Demonstrations have been staged almost daily in Algeria since February 22, with Bouteflika cautioning protesters not to allow their peaceful rallies to be manipulated as he invoked the country’s decades-long civil war.
“Breaking this peaceful expression by any treacherous internal or foreign group may lead to sedition and chaos and resulting crises and woes,” the 82-year-old leader wrote in a letter on Thursday on the eve of a major rally.
The elections are due to be held on April 18 but protesters are unlikely to give up demanding the resignation of Bouteflika, who uses a wheelchair and has rarely been seen in public since he suffered a stroke in 2013.
He has been in Switzerland since February 24 for what his office has described as “routine medical tests,” without giving an exact fate for his return home.

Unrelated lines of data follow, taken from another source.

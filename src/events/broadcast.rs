//! Broadcast Events - window-level notifications every live node can hear.
//!
//! Drag gestures announce themselves here so that drop zones across the
//! whole document can show or hide at once. Pointer presses are broadcast
//! so nodes can drop their active highlight when the press lands elsewhere.

use std::cell::RefCell;
use std::rc::Rc;

use tracing::trace;

use crate::types::NodeId;

#[derive(Clone, Debug, PartialEq, Eq)]
pub enum BroadcastEvent {
    /// A palette item is being dragged.
    CreatingField { tag: String },
    CreatedField,
    MovingField { node: NodeId },
    MovedField { node: NodeId },
    MovingSection { node: NodeId },
    MovedSection { node: NodeId },
    /// A pointer press landed on `target` (or on nothing).
    PointerDown { target: Option<NodeId> },
}

impl BroadcastEvent {
    pub fn name(&self) -> &'static str {
        match self {
            BroadcastEvent::CreatingField { .. } => "creating-field",
            BroadcastEvent::CreatedField => "created-field",
            BroadcastEvent::MovingField { .. } => "moving-field",
            BroadcastEvent::MovedField { .. } => "moved-field",
            BroadcastEvent::MovingSection { .. } => "moving-section",
            BroadcastEvent::MovedSection { .. } => "moved-section",
            BroadcastEvent::PointerDown { .. } => "pointerdown",
        }
    }
}

pub type BroadcastHandler = Rc<dyn Fn(&BroadcastEvent)>;

thread_local! {
    static LISTENERS: RefCell<Vec<(usize, BroadcastHandler)>> = const { RefCell::new(Vec::new()) };
    static NEXT_ID: RefCell<usize> = const { RefCell::new(0) };
}

/// Listen to every broadcast. Returns a cleanup that unregisters.
pub fn on_broadcast<F: Fn(&BroadcastEvent) + 'static>(handler: F) -> impl FnOnce() {
    let id = NEXT_ID.with(|next| {
        let mut next = next.borrow_mut();
        let id = *next;
        *next += 1;
        id
    });
    LISTENERS.with(|listeners| listeners.borrow_mut().push((id, Rc::new(handler))));

    move || {
        LISTENERS.with(|listeners| listeners.borrow_mut().retain(|(listener_id, _)| *listener_id != id));
    }
}

/// Deliver `event` to every listener registered when the call starts.
pub fn broadcast(event: BroadcastEvent) {
    let listeners: Vec<BroadcastHandler> =
        LISTENERS.with(|listeners| listeners.borrow().iter().map(|(_, h)| h.clone()).collect());
    trace!(event = event.name(), listeners = listeners.len(), "broadcasting");
    for listener in listeners {
        listener(&event);
    }
}

pub fn listener_count() -> usize {
    LISTENERS.with(|listeners| listeners.borrow().len())
}

pub fn reset_broadcast() {
    LISTENERS.with(|listeners| listeners.borrow_mut().clear());
    NEXT_ID.with(|next| *next.borrow_mut() = 0);
}

#[cfg(test)]
mod tests {
    use super::*;

    #[test]
    fn test_all_listeners_hear_broadcast() {
        reset_broadcast();
        let log = Rc::new(RefCell::new(Vec::new()));

        let l = log.clone();
        let _a = on_broadcast(move |event| l.borrow_mut().push(("a", event.name())));
        let l = log.clone();
        let _b = on_broadcast(move |event| l.borrow_mut().push(("b", event.name())));

        broadcast(BroadcastEvent::CreatedField);
        assert_eq!(*log.borrow(), vec![("a", "created-field"), ("b", "created-field")]);
    }

    #[test]
    fn test_unsubscribe_mid_broadcast_is_safe() {
        reset_broadcast();
        let cleanup: Rc<RefCell<Option<Box<dyn FnOnce()>>>> = Rc::new(RefCell::new(None));
        let hits = Rc::new(RefCell::new(0));

        let (c, h) = (cleanup.clone(), hits.clone());
        let remove = on_broadcast(move |_| {
            *h.borrow_mut() += 1;
            if let Some(cleanup) = c.borrow_mut().take() {
                cleanup();
            }
        });
        *cleanup.borrow_mut() = Some(Box::new(remove));

        broadcast(BroadcastEvent::PointerDown { target: None });
        broadcast(BroadcastEvent::PointerDown { target: None });
        assert_eq!(*hits.borrow(), 1);
        assert_eq!(listener_count(), 0);
    }
}
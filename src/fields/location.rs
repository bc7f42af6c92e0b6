//! Location fields: an address input backed by the map popup.

use serde::{Deserialize, Serialize};
use serde_json::json;
use tracing::{debug, warn};

use crate::error::{FormError, Result};
use crate::nodes::{slots, FieldContext, FieldNode, FieldView};
use crate::reactive::{create_effect, keys, Key};
use crate::widgets::map;

const ADDRESS: Key<String> = Key::new("address");

/// A resolved location, as held by the map.
#[derive(Clone, Debug, Default, PartialEq, Serialize, Deserialize)]
#[serde(rename_all = "camelCase")]
pub struct LocationData {
    pub has_location: bool,
    pub street_number: String,
    pub street: String,
    pub city: String,
    pub state: String,
    pub zip: String,
    pub lat: f64,
    pub long: f64,
}

impl LocationData {
    /// `6801 Industrial Rd, Springfield, VA 22151`
    pub fn address(&self) -> String {
        format!(
            "{} {}, {}, {} {}",
            self.street_number, self.street, self.city, self.state, self.zip
        )
    }
}

/// Store `location` in `field`'s attributes.
pub fn set_location_data(field: &FieldNode, location: &LocationData) {
    let data = field.data();
    data.write(ADDRESS, location.address());
    data.set("streetNumber", location.street_number.as_str());
    data.set("street", location.street.as_str());
    data.set("city", location.city.as_str());
    data.set("state", location.state.as_str());
    data.set("zip", location.zip.as_str());
    data.set("lat", location.lat);
    data.set("long", location.long);
    debug!(field = %field.node_id(), address = %location.address(), "location set");
}

/// Open the map for `field`.
pub fn open_map(field: &FieldNode) -> Result<()> {
    let Some(map) = map::map() else {
        warn!(field = %field.node_id(), "no map installed");
        return Err(FormError::MissingHostWidget("map"));
    };
    map.open(field);
    Ok(())
}

pub struct LocationView;

impl FieldView for LocationView {
    fn defaults(&self) -> serde_json::Value {
        json!({
            "label": "Location",
            "placeholder": "Address",
            "address": "",
            "streetNumber": "",
            "street": "",
            "city": "",
            "state": "",
            "zip": "",
            "lat": 0,
            "long": 0,
            "defaultCurrent": false,
        })
    }

    fn initialize(&mut self, cx: &FieldContext<'_>) -> Result<()> {
        let (d, v) = (cx.data.clone(), cx.view.clone());
        create_effect(move || v.set_text(slots::INPUT_PLACEHOLDER, d.read(keys::PLACEHOLDER).unwrap_or_default()));

        let (d, v) = (cx.data.clone(), cx.view.clone());
        create_effect(move || v.set_text(slots::INPUT_VALUE, d.read(ADDRESS).unwrap_or_default()));

        cx.view.set_flag(slots::INPUT_BUTTON_VISIBLE, true);
        Ok(())
    }

    /// The address is only ever set from the map.
    fn commit_input(&mut self, cx: &FieldContext<'_>, _input: &str) {
        let address = cx.data.read_untracked(ADDRESS).unwrap_or_default();
        cx.view.set_text(slots::INPUT_VALUE, address);
    }
}
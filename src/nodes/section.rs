//! Section nodes: titled containers holding an ordered list of fields.
//!
//! A section keeps the ids of its fields in document order. The list is
//! maintained only from `add-field` and `remove-field` events bubbling up
//! from its children, and drives the "drag an element here" placeholder.

use std::cell::RefCell;
use std::rc::Rc;

use serde_json::json;
use tracing::{debug, warn};

use super::drop_zone::DropZones;
use super::highlight::Highlight;
use super::store::{self, Node};
use super::structure;
use super::view::{View, slots};
use crate::config::DesignerConfig;
use crate::engine::{self, tree, Connect, Lifecycle, LifecycleCell};
use crate::error::Result;
use crate::events::bubble::{self, BubbleEvent, Propagation};
use crate::events::{on_broadcast, BroadcastEvent};
use crate::reactive::{create_effect, effect_scope, keys, EffectScope, Reactive, ReactiveObject};
use crate::state::animate::{animate_enter, cancel_animations};
use crate::types::{Cleanup, NodeId, NodeKind};

struct SectionInner {
    node: NodeId,
    data: ReactiveObject,
    fields: Reactive<Vec<String>>,
    view: View,
    highlight: Highlight,
    zones: DropZones,
    scope: EffectScope,
    lifecycle: LifecycleCell,
    listeners: RefCell<Vec<Cleanup>>,
    animation_ms: u64,
}

#[derive(Clone)]
pub struct SectionNode(Rc<SectionInner>);

impl SectionNode {
    pub(crate) fn create(id: &str, config: &DesignerConfig) -> Result<SectionNode> {
        let data = ReactiveObject::from_json(&json!({
            "id": id,
            "name": "section",
            "label": "Section",
            "description": "",
            "hidden": false,
        }))?;

        let node = engine::allocate_index(Some(id))?;
        tree::insert_node(node, NodeKind::Section);

        let section = SectionNode(Rc::new(SectionInner {
            node,
            data,
            fields: Reactive::new(Vec::new()),
            view: View::new(),
            highlight: Highlight::new(node),
            zones: DropZones::new(node),
            scope: effect_scope(),
            lifecycle: LifecycleCell::new(node),
            listeners: RefCell::new(Vec::new()),
            animation_ms: config.animation_ms,
        }));

        store::insert(Node::Section(section.clone()));
        let owned = section.clone();
        engine::on_destroy(node, move || owned.teardown());

        debug!(%node, id, "section created");
        Ok(section)
    }

    pub fn node_id(&self) -> NodeId {
        self.0.node
    }

    pub fn data(&self) -> &ReactiveObject {
        &self.0.data
    }

    pub fn view(&self) -> &View {
        &self.0.view
    }

    pub fn highlight(&self) -> &Highlight {
        &self.0.highlight
    }

    pub fn zones(&self) -> &DropZones {
        &self.0.zones
    }

    pub fn lifecycle(&self) -> Lifecycle {
        self.0.lifecycle.get()
    }

    pub fn is_live(&self) -> bool {
        self.lifecycle().is_live()
    }

    pub fn id(&self) -> String {
        self.0.data.read_untracked(keys::ID).unwrap_or_default()
    }

    /// Ids of the contained fields, in document order. Tracked.
    pub fn field_ids(&self) -> Vec<String> {
        self.0.fields.get()
    }

    pub fn is_empty(&self) -> bool {
        self.0.fields.with(Vec::is_empty)
    }

    /// Live field nodes in document order.
    pub fn fields(&self) -> Vec<super::FieldNode> {
        tree::children_of(self.0.node)
            .into_iter()
            .filter_map(store::get_field)
            .collect()
    }

    pub fn send_edit_event(&self) {
        self.0.highlight.activate();
        let section = self.0.node;
        bubble::dispatch(section, BubbleEvent::EditSection { section });
    }

    // =========================================================================
    // Lifecycle
    // =========================================================================

    pub(crate) fn connect(&self) -> Result<()> {
        match self.0.lifecycle.begin_connect()? {
            Connect::AlreadyLive => return Ok(()),
            Connect::Initialize => {
                self.initialize();
                self.setup();
            }
            Connect::Reconnect => self.setup(),
        }
        self.0.lifecycle.transition(Lifecycle::Live)?;

        let section = self.0.node;
        bubble::dispatch(
            section,
            BubbleEvent::AddSection {
                section,
                id: self.id(),
                data: self.0.data.clone(),
            },
        );
        Ok(())
    }

    fn initialize(&self) {
        let inner = &self.0;
        inner.scope.run(|| {
            let (d, v) = (inner.data.clone(), inner.view.clone());
            create_effect(move || v.set_text(slots::LABEL, d.read(keys::LABEL).unwrap_or_default()));

            let (d, v) = (inner.data.clone(), inner.view.clone());
            create_effect(move || {
                let description = d.read(keys::DESCRIPTION).unwrap_or_default();
                v.set_flag(slots::DESCRIPTION_VISIBLE, !description.is_empty());
                v.set_text(slots::DESCRIPTION, description);
            });

            let (d, h) = (inner.data.clone(), inner.highlight.clone());
            create_effect(move || h.set_name(d.read(keys::NAME).unwrap_or_default()));

            let (d, h, v) = (inner.data.clone(), inner.highlight.clone(), inner.view.clone());
            create_effect(move || {
                let hidden = d.read(keys::HIDDEN).unwrap_or(false);
                h.set_state(hidden.then_some("[Hidden]"));
                v.set_flag(slots::DIMMED, hidden);
            });

            let (f, v) = (inner.fields.clone(), inner.view.clone());
            create_effect(move || v.set_flag(slots::EMPTY_PLACEHOLDER, f.with(Vec::is_empty)));

            inner.highlight.paint(&inner.view);
            inner.zones.paint(&inner.view);
        });

        animate_enter(inner.node, inner.animation_ms);
        self.send_edit_event();
    }

    fn setup(&self) {
        let node = self.0.node;

        let section = self.clone();
        let on_event = bubble::on_node(node, move |event, _| section.handle_event(event));

        let (zones, highlight) = (self.0.zones.clone(), self.0.highlight.clone());
        let on_window = on_broadcast(move |event| match event {
            BroadcastEvent::MovingSection { node: dragged } if *dragged != node => zones.show(),
            BroadcastEvent::MovedSection { .. } => zones.hide(),
            BroadcastEvent::PointerDown { target } => {
                if !target.is_some_and(|target| tree::contains(node, target)) {
                    highlight.deactivate();
                }
            }
            _ => {}
        });

        let cleanups: [Cleanup; 2] = [Box::new(on_event), Box::new(on_window)];
        self.0.listeners.borrow_mut().extend(cleanups);
    }

    fn handle_event(&self, event: &BubbleEvent) -> Propagation {
        let node = self.0.node;
        match event {
            BubbleEvent::AddField { field, id, .. } if tree::parent_of(*field) == Some(node) => {
                let index = tree::child_position(node, *field);
                self.0.fields.update(|fields| {
                    fields.retain(|existing| existing != id);
                    let index = index.unwrap_or(fields.len()).min(fields.len());
                    fields.insert(index, id.clone());
                });
                Propagation::Continue
            }
            BubbleEvent::RemoveField { field, id } if tree::parent_of(*field) == Some(node) => {
                self.0.fields.update(|fields| fields.retain(|existing| existing != id));
                Propagation::Continue
            }
            BubbleEvent::Delete { origin } if *origin == node => {
                for id in self.0.fields.get_untracked() {
                    bubble::dispatch(node, BubbleEvent::DeleteField { id });
                }
                structure::remove_node(node, self.0.animation_ms);
                Propagation::Stop
            }
            BubbleEvent::Copy { origin } if *origin == node => {
                if let Err(err) = structure::duplicate_section(self) {
                    warn!(%node, %err, "copy failed");
                }
                Propagation::Stop
            }
            _ => Propagation::Continue,
        }
    }

    pub(crate) fn disconnect(&self) {
        if !self.is_live() {
            return;
        }
        let section = self.0.node;
        bubble::dispatch(section, BubbleEvent::RemoveSection { section, id: self.id() });
        self.drop_listeners();
        self.0.zones.hide();
        if let Err(err) = self.0.lifecycle.transition(Lifecycle::Detached) {
            warn!(%section, %err, "disconnect from unexpected state");
        }
    }

    fn drop_listeners(&self) {
        let listeners = std::mem::take(&mut *self.0.listeners.borrow_mut());
        for cleanup in listeners {
            cleanup();
        }
    }

    fn teardown(&self) {
        self.drop_listeners();
        self.0.scope.stop();
        let _ = self.0.lifecycle.transition(Lifecycle::Destroyed);
        cancel_animations(self.0.node);
        bubble::clear_node(self.0.node);
        store::remove(self.0.node);
        debug!(node = %self.0.node, "section destroyed");
    }
}
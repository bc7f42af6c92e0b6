//! Field nodes.
//!
//! A [`FieldNode`] is the shared shell of every form field: reactive data,
//! label and description painting, highlight, drop zones and lifecycle. The
//! type-specific part lives behind the [`FieldView`] trait.
//!
//! # Lifecycle
//!
//! - First connection: base effects and the view's own effects are created
//!   once, inside the node's scope; then listeners are set up.
//! - Every later connection (after a move): listeners only.
//! - Every connection ends by dispatching `add-field` at the node.
//! - Disconnection dispatches `remove-field` while the node is still linked,
//!   then drops the listeners. The effects stay alive until destruction.

use std::cell::RefCell;
use std::rc::Rc;

use serde_json::json;
use tracing::{debug, warn};

use super::drop_zone::DropZones;
use super::highlight::Highlight;
use super::store::{self, Node};
use super::structure;
use super::view::{View, slots};
use crate::config::DesignerConfig;
use crate::engine::{self, tree, Connect, Lifecycle, LifecycleCell};
use crate::error::Result;
use crate::events::bubble::{self, BubbleEvent, Propagation};
use crate::events::{on_broadcast, BroadcastEvent};
use crate::reactive::{create_effect, effect_scope, keys, EffectScope, ReactiveObject, Value};
use crate::state::animate::{animate_enter, cancel_animations};
use crate::types::{Cleanup, NodeId, NodeKind};

// =============================================================================
// FieldView
// =============================================================================

/// What a field view gets to work with.
pub struct FieldContext<'a> {
    pub node: NodeId,
    pub data: &'a ReactiveObject,
    pub view: &'a View,
}

/// The type-specific part of a field.
pub trait FieldView {
    /// Attributes this field type adds to, or overrides in, the base set.
    fn defaults(&self) -> serde_json::Value;

    /// Create the effects that paint this field's input. Runs once, inside
    /// the node's scope.
    fn initialize(&mut self, cx: &FieldContext<'_>) -> Result<()>;

    /// Register listeners for one connection. The returned cleanups run on
    /// disconnection.
    fn setup(&mut self, _cx: &FieldContext<'_>) -> Result<Vec<Cleanup>> {
        Ok(Vec::new())
    }

    /// The user committed text in the preview input. Previews are not
    /// editable, so the default restores the configured default value.
    fn commit_input(&mut self, cx: &FieldContext<'_>, _input: &str) {
        let default = cx.data.read_untracked(keys::DEFAULT_VALUE).unwrap_or_default();
        cx.view.set_text(slots::INPUT_VALUE, default.to_string());
    }
}

/// Attributes every field carries.
fn base_attributes(tag: &str, id: &str, config: &DesignerConfig) -> serde_json::Value {
    json!({
        "id": id,
        "type": tag,
        "name": tag,
        "label": "",
        "description": "",
        "layout": config.default_layout.as_str(),
        "includeLabel": true,
        "defaultValue": "",
        "required": false,
        "readonly": false,
        "disabled": false,
        "hidden": false,
    })
}

// =============================================================================
// FieldNode
// =============================================================================

struct FieldInner {
    node: NodeId,
    tag: String,
    data: ReactiveObject,
    view: View,
    highlight: Highlight,
    zones: DropZones,
    behavior: RefCell<Box<dyn FieldView>>,
    scope: EffectScope,
    lifecycle: LifecycleCell,
    listeners: RefCell<Vec<Cleanup>>,
    animation_ms: u64,
}

#[derive(Clone)]
pub struct FieldNode(Rc<FieldInner>);

impl std::fmt::Debug for FieldNode {
    fn fmt(&self, f: &mut std::fmt::Formatter<'_>) -> std::fmt::Result {
        f.debug_struct("FieldNode")
            .field("node", &self.0.node)
            .field("tag", &self.0.tag)
            .finish_non_exhaustive()
    }
}

impl FieldNode {
    /// Build a detached field with id `id`.
    pub(crate) fn create(
        tag: &str,
        behavior: Box<dyn FieldView>,
        id: &str,
        config: &DesignerConfig,
    ) -> Result<FieldNode> {
        let data = ReactiveObject::from_json(&base_attributes(tag, id, config))?;
        if let serde_json::Value::Object(defaults) = behavior.defaults() {
            for (name, value) in &defaults {
                data.set(name, Value::from_json(value));
            }
        }
        data.write(keys::ID, id.to_string());

        let node = engine::allocate_index(Some(id))?;
        tree::insert_node(node, NodeKind::Field);

        let field = FieldNode(Rc::new(FieldInner {
            node,
            tag: tag.to_string(),
            data,
            view: View::new(),
            highlight: Highlight::new(node),
            zones: DropZones::new(node),
            behavior: RefCell::new(behavior),
            scope: effect_scope(),
            lifecycle: LifecycleCell::new(node),
            listeners: RefCell::new(Vec::new()),
            animation_ms: config.animation_ms,
        }));

        store::insert(Node::Field(field.clone()));
        let owned = field.clone();
        engine::on_destroy(node, move || owned.teardown());

        debug!(%node, tag, id, "field created");
        Ok(field)
    }

    pub fn node_id(&self) -> NodeId {
        self.0.node
    }

    /// Registry tag this field was created from.
    pub fn tag(&self) -> &str {
        &self.0.tag
    }

    pub fn data(&self) -> &ReactiveObject {
        &self.0.data
    }

    pub fn view(&self) -> &View {
        &self.0.view
    }

    pub fn highlight(&self) -> &Highlight {
        &self.0.highlight
    }

    pub fn zones(&self) -> &DropZones {
        &self.0.zones
    }

    pub fn lifecycle(&self) -> Lifecycle {
        self.0.lifecycle.get()
    }

    pub fn is_live(&self) -> bool {
        self.lifecycle().is_live()
    }

    /// Element id (`TF-00001`). Untracked.
    pub fn id(&self) -> String {
        self.0.data.read_untracked(keys::ID).unwrap_or_default()
    }

    /// Containing section, if attached.
    pub fn section(&self) -> Option<NodeId> {
        tree::parent_of(self.0.node)
    }

    fn with_context<R>(&self, f: impl FnOnce(&mut dyn FieldView, &FieldContext<'_>) -> R) -> R {
        let inner = &self.0;
        let cx = FieldContext {
            node: inner.node,
            data: &inner.data,
            view: &inner.view,
        };
        let mut behavior = inner.behavior.borrow_mut();
        f(behavior.as_mut(), &cx)
    }

    /// Forward committed preview input to the field view.
    pub fn commit_input(&self, input: &str) {
        self.with_context(|behavior, cx| behavior.commit_input(cx, input));
    }

    /// Mark this field active and ask to become the edit target.
    pub fn send_edit_event(&self) {
        self.0.highlight.activate();
        let field = self.0.node;
        bubble::dispatch(field, BubbleEvent::EditField { field });
    }

    // =========================================================================
    // Lifecycle
    // =========================================================================

    pub(crate) fn connect(&self) -> Result<()> {
        match self.0.lifecycle.begin_connect()? {
            Connect::AlreadyLive => return Ok(()),
            Connect::Initialize => {
                self.initialize()?;
                self.setup()?;
            }
            Connect::Reconnect => self.setup()?,
        }
        self.0.lifecycle.transition(Lifecycle::Live)?;

        let field = self.0.node;
        bubble::dispatch(
            field,
            BubbleEvent::AddField {
                field,
                id: self.id(),
                data: self.0.data.clone(),
            },
        );
        Ok(())
    }

    fn initialize(&self) -> Result<()> {
        let inner = &self.0;
        inner.scope.run(|| {
            paint_base(&inner.data, &inner.view, &inner.highlight, &inner.tag);
            inner.highlight.paint(&inner.view);
            inner.zones.paint(&inner.view);
            self.with_context(|behavior, cx| behavior.initialize(cx))
        })?;

        animate_enter(inner.node, inner.animation_ms);
        self.send_edit_event();
        Ok(())
    }

    fn setup(&self) -> Result<()> {
        let mut cleanups = self.base_listeners();
        cleanups.extend(self.with_context(|behavior, cx| behavior.setup(cx))?);
        self.0.listeners.borrow_mut().extend(cleanups);
        Ok(())
    }

    fn base_listeners(&self) -> Vec<Cleanup> {
        let node = self.0.node;

        let field = self.clone();
        let on_delete = bubble::on_node(node, move |event, _| match event {
            BubbleEvent::Delete { origin } if *origin == node => {
                structure::remove_node(node, field.0.animation_ms);
                Propagation::Stop
            }
            BubbleEvent::Copy { origin } if *origin == node => {
                if let Err(err) = structure::duplicate_field(&field) {
                    warn!(%node, %err, "copy failed");
                }
                Propagation::Stop
            }
            _ => Propagation::Continue,
        });

        let (zones, highlight) = (self.0.zones.clone(), self.0.highlight.clone());
        let on_window = on_broadcast(move |event| match event {
            BroadcastEvent::CreatingField { .. } => zones.show(),
            BroadcastEvent::MovingField { node: dragged } if *dragged != node => zones.show(),
            BroadcastEvent::CreatedField | BroadcastEvent::MovedField { .. } => zones.hide(),
            BroadcastEvent::PointerDown { target } => {
                if !target.is_some_and(|target| tree::contains(node, target)) {
                    highlight.deactivate();
                }
            }
            _ => {}
        });

        let cleanups: Vec<Cleanup> = vec![Box::new(on_delete), Box::new(on_window)];
        cleanups
    }

    /// Announce removal while still linked, then drop listeners.
    pub(crate) fn disconnect(&self) {
        if !self.is_live() {
            return;
        }
        let field = self.0.node;
        bubble::dispatch(field, BubbleEvent::RemoveField { field, id: self.id() });
        self.drop_listeners();
        self.0.zones.hide();
        if let Err(err) = self.0.lifecycle.transition(Lifecycle::Detached) {
            warn!(%field, %err, "disconnect from unexpected state");
        }
    }

    fn drop_listeners(&self) {
        let listeners = std::mem::take(&mut *self.0.listeners.borrow_mut());
        for cleanup in listeners {
            cleanup();
        }
    }

    /// Final teardown, run by the registry when the node is released.
    fn teardown(&self) {
        self.drop_listeners();
        self.0.scope.stop();
        let _ = self.0.lifecycle.transition(Lifecycle::Destroyed);
        cancel_animations(self.0.node);
        bubble::clear_node(self.0.node);
        store::remove(self.0.node);
        debug!(node = %self.0.node, "field destroyed");
    }
}

/// Effects shared by every field type.
fn paint_base(data: &ReactiveObject, view: &View, highlight: &Highlight, tag: &str) {
    highlight.set_name(tag);

    let (d, v) = (data.clone(), view.clone());
    create_effect(move || {
        let label = d.read(keys::LABEL).unwrap_or_default();
        v.set_flag(slots::LABEL_VISIBLE, !label.is_empty());
        v.set_text(slots::LABEL, label);
    });

    let (d, v) = (data.clone(), view.clone());
    create_effect(move || v.set_flag(slots::REQUIRED_MARK, d.read(keys::REQUIRED).unwrap_or(false)));

    let (d, v) = (data.clone(), view.clone());
    create_effect(move || {
        let description = d.read(keys::DESCRIPTION).unwrap_or_default();
        v.set_flag(slots::DESCRIPTION_VISIBLE, !description.is_empty());
        v.set_text(slots::DESCRIPTION, description);
    });

    let (d, h) = (data.clone(), highlight.clone());
    create_effect(move || {
        if d.read(keys::HIDDEN).unwrap_or(false) {
            h.set_state(Some("[Hidden]"));
        } else if d.read(keys::READONLY).unwrap_or(false) {
            h.set_state(Some("[Readonly]"));
        } else {
            h.set_state(None);
        }
    });

    let (d, v) = (data.clone(), view.clone());
    create_effect(move || v.set_flag(slots::DIMMED, d.read(keys::HIDDEN).unwrap_or(false)));

    let (d, v) = (data.clone(), view.clone());
    create_effect(move || {
        let inline = d.read(keys::LAYOUT).is_ok_and(|layout| layout == "inline")
            && d.read(keys::LABEL).is_ok_and(|label| !label.is_empty());
        v.set_flag(slots::INLINE, inline);
    });
}

/// Effects painting a plain text-like input from the common attributes.
pub(crate) fn paint_input(cx: &FieldContext<'_>) {
    let (d, v) = (cx.data.clone(), cx.view.clone());
    create_effect(move || {
        let value = d.read(keys::DEFAULT_VALUE).unwrap_or_default();
        v.set_text(slots::INPUT_VALUE, value.to_string());
    });

    let (d, v) = (cx.data.clone(), cx.view.clone());
    create_effect(move || {
        let placeholder = d.read(keys::PLACEHOLDER).unwrap_or_default();
        v.set_text(slots::INPUT_PLACEHOLDER, placeholder);
    });

    let (d, v) = (cx.data.clone(), cx.view.clone());
    create_effect(move || {
        v.set_flag(slots::INPUT_READONLY, d.read(keys::READONLY).unwrap_or(false));
        v.set_flag(slots::INPUT_DISABLED, d.read(keys::DISABLED).unwrap_or(false));
    });
}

In the letter, Bouteflika urged protesters to exercise “vigilance and caution” and warned of a return to the “national tragedy” of the country’s decade-long civil war and of the “crises and tragedies caused by terrorism” in neighboring countries.
Bouteflika’s letter came as some 1,000 lawyers took to the streets of the capital Algiers on Thursday, saying his ill health should disqualify him from the upcoming elections.
“We are asking the Constitutional Council to assume its responsibilities … This candidacy is inadmissible,” protester Ahmed Dahim, a member of the Bar Association of Algiers, said as his fellow demonstrators chanted “No to the fifth mandate.”
The Constitutional Council must decide on the candidates by March 14.
Opponents also cite what they call chronic corruption and a lack of economic reform to tackle unemployment.
On Sunday, Bouteflika promised that if re-elected, he would order a referendum on a new constitution and call an early election where he would not run.
The compromise came nearly three weeks after he announced that he would once again participate in the presidential race, infuriating his opponents and unleashing major protests in the country.
Algeria’s divided opposition and civic groups have called for more protests against Bouteflika’s 20-year rule if he proceeds to seek another term.